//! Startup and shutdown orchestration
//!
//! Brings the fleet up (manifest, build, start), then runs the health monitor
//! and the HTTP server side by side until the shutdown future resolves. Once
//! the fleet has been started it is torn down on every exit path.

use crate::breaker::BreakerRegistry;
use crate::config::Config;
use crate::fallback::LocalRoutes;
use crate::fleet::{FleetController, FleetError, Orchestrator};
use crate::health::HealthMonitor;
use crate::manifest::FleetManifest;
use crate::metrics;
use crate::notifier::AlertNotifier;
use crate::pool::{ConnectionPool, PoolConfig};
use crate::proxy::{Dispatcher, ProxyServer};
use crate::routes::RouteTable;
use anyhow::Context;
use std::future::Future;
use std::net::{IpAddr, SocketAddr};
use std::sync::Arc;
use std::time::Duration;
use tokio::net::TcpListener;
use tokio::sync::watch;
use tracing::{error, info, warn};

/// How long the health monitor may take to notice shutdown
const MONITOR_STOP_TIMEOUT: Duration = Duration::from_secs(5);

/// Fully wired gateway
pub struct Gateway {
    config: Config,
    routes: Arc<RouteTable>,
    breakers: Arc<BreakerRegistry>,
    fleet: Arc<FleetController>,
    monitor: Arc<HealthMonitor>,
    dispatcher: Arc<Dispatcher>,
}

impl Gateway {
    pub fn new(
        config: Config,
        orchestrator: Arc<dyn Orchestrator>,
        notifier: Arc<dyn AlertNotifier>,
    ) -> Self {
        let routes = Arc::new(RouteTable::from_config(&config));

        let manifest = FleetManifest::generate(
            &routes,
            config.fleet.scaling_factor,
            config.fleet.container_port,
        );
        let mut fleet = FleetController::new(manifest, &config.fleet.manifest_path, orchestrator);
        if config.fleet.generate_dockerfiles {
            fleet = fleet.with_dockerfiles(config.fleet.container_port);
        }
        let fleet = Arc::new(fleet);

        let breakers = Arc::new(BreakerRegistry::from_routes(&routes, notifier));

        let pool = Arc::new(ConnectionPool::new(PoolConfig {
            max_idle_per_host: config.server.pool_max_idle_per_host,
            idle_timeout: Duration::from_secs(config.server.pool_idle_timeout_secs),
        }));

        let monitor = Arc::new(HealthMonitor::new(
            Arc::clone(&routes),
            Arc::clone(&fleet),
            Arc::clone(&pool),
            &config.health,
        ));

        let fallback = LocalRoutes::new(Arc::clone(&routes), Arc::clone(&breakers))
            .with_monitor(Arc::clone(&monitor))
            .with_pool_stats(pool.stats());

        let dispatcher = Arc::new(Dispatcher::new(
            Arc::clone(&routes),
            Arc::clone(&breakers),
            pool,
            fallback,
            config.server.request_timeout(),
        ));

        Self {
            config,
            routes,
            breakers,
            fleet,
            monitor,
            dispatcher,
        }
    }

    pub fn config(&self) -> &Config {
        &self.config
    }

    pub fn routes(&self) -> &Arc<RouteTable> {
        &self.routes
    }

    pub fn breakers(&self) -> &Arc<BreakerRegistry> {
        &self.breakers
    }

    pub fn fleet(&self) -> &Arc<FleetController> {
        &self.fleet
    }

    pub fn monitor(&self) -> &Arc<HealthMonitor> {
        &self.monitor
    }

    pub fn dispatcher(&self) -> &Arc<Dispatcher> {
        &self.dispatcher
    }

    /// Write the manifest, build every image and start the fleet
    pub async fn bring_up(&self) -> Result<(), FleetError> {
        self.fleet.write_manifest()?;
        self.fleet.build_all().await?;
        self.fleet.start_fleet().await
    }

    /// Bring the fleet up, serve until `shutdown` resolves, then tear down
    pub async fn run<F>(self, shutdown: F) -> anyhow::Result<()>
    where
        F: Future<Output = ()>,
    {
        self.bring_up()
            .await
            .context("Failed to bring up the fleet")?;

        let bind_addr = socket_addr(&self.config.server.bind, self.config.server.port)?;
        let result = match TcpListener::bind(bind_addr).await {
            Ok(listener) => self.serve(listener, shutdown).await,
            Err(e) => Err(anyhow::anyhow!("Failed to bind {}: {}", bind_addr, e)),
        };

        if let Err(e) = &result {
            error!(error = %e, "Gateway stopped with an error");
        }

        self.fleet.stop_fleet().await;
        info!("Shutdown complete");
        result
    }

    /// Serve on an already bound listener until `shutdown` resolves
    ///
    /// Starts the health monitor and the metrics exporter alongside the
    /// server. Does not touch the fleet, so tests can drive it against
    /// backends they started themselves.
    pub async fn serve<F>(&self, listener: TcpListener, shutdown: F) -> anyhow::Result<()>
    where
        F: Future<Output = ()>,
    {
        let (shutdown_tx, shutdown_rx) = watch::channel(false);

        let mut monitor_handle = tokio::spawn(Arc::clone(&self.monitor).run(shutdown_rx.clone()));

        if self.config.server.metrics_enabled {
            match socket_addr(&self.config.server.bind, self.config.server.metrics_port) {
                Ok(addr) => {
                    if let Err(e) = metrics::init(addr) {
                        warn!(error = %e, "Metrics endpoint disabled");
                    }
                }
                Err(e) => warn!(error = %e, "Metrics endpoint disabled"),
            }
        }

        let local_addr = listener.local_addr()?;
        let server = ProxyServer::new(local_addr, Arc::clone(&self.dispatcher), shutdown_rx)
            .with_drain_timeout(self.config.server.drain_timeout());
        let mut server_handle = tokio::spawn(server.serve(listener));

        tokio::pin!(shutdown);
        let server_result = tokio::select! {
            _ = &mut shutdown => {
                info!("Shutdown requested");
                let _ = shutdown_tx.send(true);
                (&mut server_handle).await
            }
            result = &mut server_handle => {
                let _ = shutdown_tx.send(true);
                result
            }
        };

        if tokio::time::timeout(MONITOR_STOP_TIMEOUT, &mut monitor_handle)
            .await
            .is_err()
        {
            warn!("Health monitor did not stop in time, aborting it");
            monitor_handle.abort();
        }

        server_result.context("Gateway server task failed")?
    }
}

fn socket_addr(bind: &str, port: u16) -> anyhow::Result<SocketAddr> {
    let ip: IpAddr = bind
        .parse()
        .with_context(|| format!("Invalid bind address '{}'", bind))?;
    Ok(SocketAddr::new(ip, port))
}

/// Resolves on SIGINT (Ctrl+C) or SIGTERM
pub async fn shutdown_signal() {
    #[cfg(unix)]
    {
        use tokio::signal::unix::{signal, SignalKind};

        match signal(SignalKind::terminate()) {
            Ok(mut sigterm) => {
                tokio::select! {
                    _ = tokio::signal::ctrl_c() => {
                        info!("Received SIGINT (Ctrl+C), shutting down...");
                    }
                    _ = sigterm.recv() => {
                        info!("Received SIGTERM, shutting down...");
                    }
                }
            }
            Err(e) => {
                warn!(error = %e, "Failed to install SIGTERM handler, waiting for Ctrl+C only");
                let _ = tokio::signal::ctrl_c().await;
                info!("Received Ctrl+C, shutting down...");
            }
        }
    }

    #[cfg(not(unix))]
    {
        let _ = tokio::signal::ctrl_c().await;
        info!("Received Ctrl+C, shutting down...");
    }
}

*Your assignment*: Every entry, from top to bottom, should be repeated word for word.

*Response to the exercise*:
//! Startup and shutdown orchestration
//!
//! Brings the fleet up (manifest, build, start), then runs the health monitor
//! and the HTTP server side by side until the shutdown future resolves. Once
//! the fleet has been started it is torn down on every exit path.

use crate::breaker::BreakerRegistry;
use crate::config::Config;
use crate::fallback::LocalRoutes;
use crate::fleet::{FleetController, FleetError, Orchestrator};
use crate::health::HealthMonitor;
use crate::manifest::FleetManifest;
use crate::metrics;
use crate::notifier::AlertNotifier;
use crate::pool::{ConnectionPool, PoolConfig};
use crate::proxy::{Dispatcher, ProxyServer};
use crate::routes::RouteTable;
use anyhow::Context;
use std::future::Future;
use std::net::{IpAddr, SocketAddr};
use std::sync::Arc;
use std::time::Duration;
use tokio::net::TcpListener;
use tokio::sync::watch;
use tracing::{error, info, warn};

/// How long the health monitor may take to notice shutdown
const MONITOR_STOP_TIMEOUT: Duration = Duration::from_secs(5);

/// Fully wired gateway
pub struct Gateway {
    config: Config,
    routes: Arc<RouteTable>,
    breakers: Arc<BreakerRegistry>,
    fleet: Arc<FleetController>,
    monitor: Arc<HealthMonitor>,
    dispatcher: Arc<Dispatcher>,
}

impl Gateway {
    pub fn new(
        config: Config,
        orchestrator: Arc<dyn Orchestrator>,
        notifier: Arc<dyn AlertNotifier>,
    ) -> Self {
        let routes = Arc::new(RouteTable::from_config(&config));

        let manifest = FleetManifest::generate(
            &routes,
            config.fleet.scaling_factor,
            config.fleet.container_port,
        );
        let mut fleet = FleetController::new(manifest, &config.fleet.manifest_path, orchestrator);
        if config.fleet.generate_dockerfiles {
            fleet = fleet.with_dockerfiles(config.fleet.container_port);
        }
        let fleet = Arc::new(fleet);

        let breakers = Arc::new(BreakerRegistry::from_routes(&routes, notifier));

        let pool = Arc::new(ConnectionPool::new(PoolConfig {
            max_idle_per_host: config.server.pool_max_idle_per_host,
            idle_timeout: Duration::from_secs(config.server.pool_idle_timeout_secs),
        }));

        let monitor = Arc::new(HealthMonitor::new(
            Arc::clone(&routes),
            Arc::clone(&fleet),
            Arc::clone(&pool),
            &config.health,
        ));

        let fallback = LocalRoutes::new(Arc::clone(&routes), Arc::clone(&breakers))
            .with_monitor(Arc::clone(&monitor))
            .with_pool_stats(pool.stats());

        let dispatcher = Arc::new(Dispatcher::new(
            Arc::clone(&routes),
            Arc::clone(&breakers),
            pool,
            fallback,
            config.server.request_timeout(),
        ));

        Self {
            config,
            routes,
            breakers,
            fleet,
            monitor,
            dispatcher,
        }
    }

    pub fn config(&self) -> &Config {
        &self.config
    }

    pub fn routes(&self) -> &Arc<RouteTable> {
        &self.routes
    }

    pub fn breakers(&self) -> &Arc<BreakerRegistry> {
        &self.breakers
    }

    pub fn fleet(&self) -> &Arc<FleetController> {
        &self.fleet
    }

    pub fn monitor(&self) -> &Arc<HealthMonitor> {
        &self.monitor
    }

    pub fn dispatcher(&self) -> &Arc<Dispatcher> {
        &self.dispatcher
    }

    /// Write the manifest, build every image and start the fleet
    pub async fn bring_up(&self) -> Result<(), FleetError> {
        self.fleet.write_manifest()?;
        self.fleet.build_all().await?;
        self.fleet.start_fleet().await
    }

    /// Bring the fleet up, serve until `shutdown` resolves, then tear down
    pub async fn run<F>(self, shutdown: F) -> anyhow::Result<()>
    where
        F: Future<Output = ()>,
    {
        self.bring_up()
            .await
            .context("Failed to bring up the fleet")?;

        let bind_addr = socket_addr(&self.config.server.bind, self.config.server.port)?;
        let result = match TcpListener::bind(bind_addr).await {
            Ok(listener) => self.serve(listener, shutdown).await,
            Err(e) => Err(anyhow::anyhow!("Failed to bind {}: {}", bind_addr, e)),
        };

        if let Err(e) = &result {
            error!(error = %e, "Gateway stopped with an error");
        }

        self.fleet.stop_fleet().await;
        info!("Shutdown complete");
        result
    }

    /// Serve on an already bound listener until `shutdown` resolves
    ///
    /// Starts the health monitor and the metrics exporter alongside the
    /// server. Does not touch the fleet, so tests can drive it against
    /// backends they started themselves.
    pub async fn serve<F>(&self, listener: TcpListener, shutdown: F) -> anyhow::Result<()>
    where
        F: Future<Output = ()>,
    {
        let (shutdown_tx, shutdown_rx) = watch::channel(false);

        let mut monitor_handle = tokio::spawn(Arc::clone(&self.monitor).run(shutdown_rx.clone()));

        if self.config.server.metrics_enabled {
            match socket_addr(&self.config.server.bind, self.config.server.metrics_port) {
                Ok(addr) => {
                    if let Err(e) = metrics::init(addr) {
                        warn!(error = %e, "Metrics endpoint disabled");
                    }
                }
                Err(e) => warn!(error = %e, "Metrics endpoint disabled"),
            }
        }

        let local_addr = listener.local_addr()?;
        let server = ProxyServer::new(local_addr, Arc::clone(&self.dispatcher), shutdown_rx)
            .with_drain_timeout(self.config.server.drain_timeout());
        let mut server_handle = tokio::spawn(server.serve(listener));

        tokio::pin!(shutdown);
        let server_result = tokio::select! {
            _ = &mut shutdown => {
                info!("Shutdown requested");
                let _ = shutdown_tx.send(true);
                (&mut server_handle).await
            }
            result = &mut server_handle => {
                let _ = shutdown_tx.send(true);
                result
            }
        };

        if tokio::time::timeout(MONITOR_STOP_TIMEOUT, &mut monitor_handle)
            .await
            .is_err()
        {
            warn!("Health monitor did not stop in time, aborting it");
            monitor_handle.abort();
        }

        server_result.context("Gateway server task failed")?
    }
}

fn socket_addr(bind: &str, port: u16) -> anyhow::Result<SocketAddr> {
    let ip: IpAddr = bind
        .parse()
        .with_context(|| format!("Invalid bind address '{}'", bind))?;
    Ok(SocketAddr::new(ip, port))
}

/// Resolves on SIGINT (Ctrl+C) or SIGTERM
pub async fn shutdown_signal() {
    #[cfg(unix)]
    {
        use tokio::signal::unix::{signal, SignalKind};

        match signal(SignalKind::terminate()) {
            Ok(mut sigterm) => {
                tokio::select! {
                    _ = tokio::signal::ctrl_c() => {
                        info!("Received SIGINT (Ctrl+C), shutting down...");
                    }
                    _ = sigterm.recv() => {
                        info!("Received SIGTERM, shutting down...");
                    }
                }
            }
            Err(e) => {
                warn!(error = %e, "Failed to install SIGTERM handler, waiting for Ctrl+C only");
                let _ = tokio::signal::ctrl_c().await;
                info!("Received Ctrl+C, shutting down...");
            }
        }
    }

    #[cfg(not(unix))]
    {
        let _ = tokio::signal::ctrl_c().await;
        info!("Received Ctrl+C, shutting down...");
    }
}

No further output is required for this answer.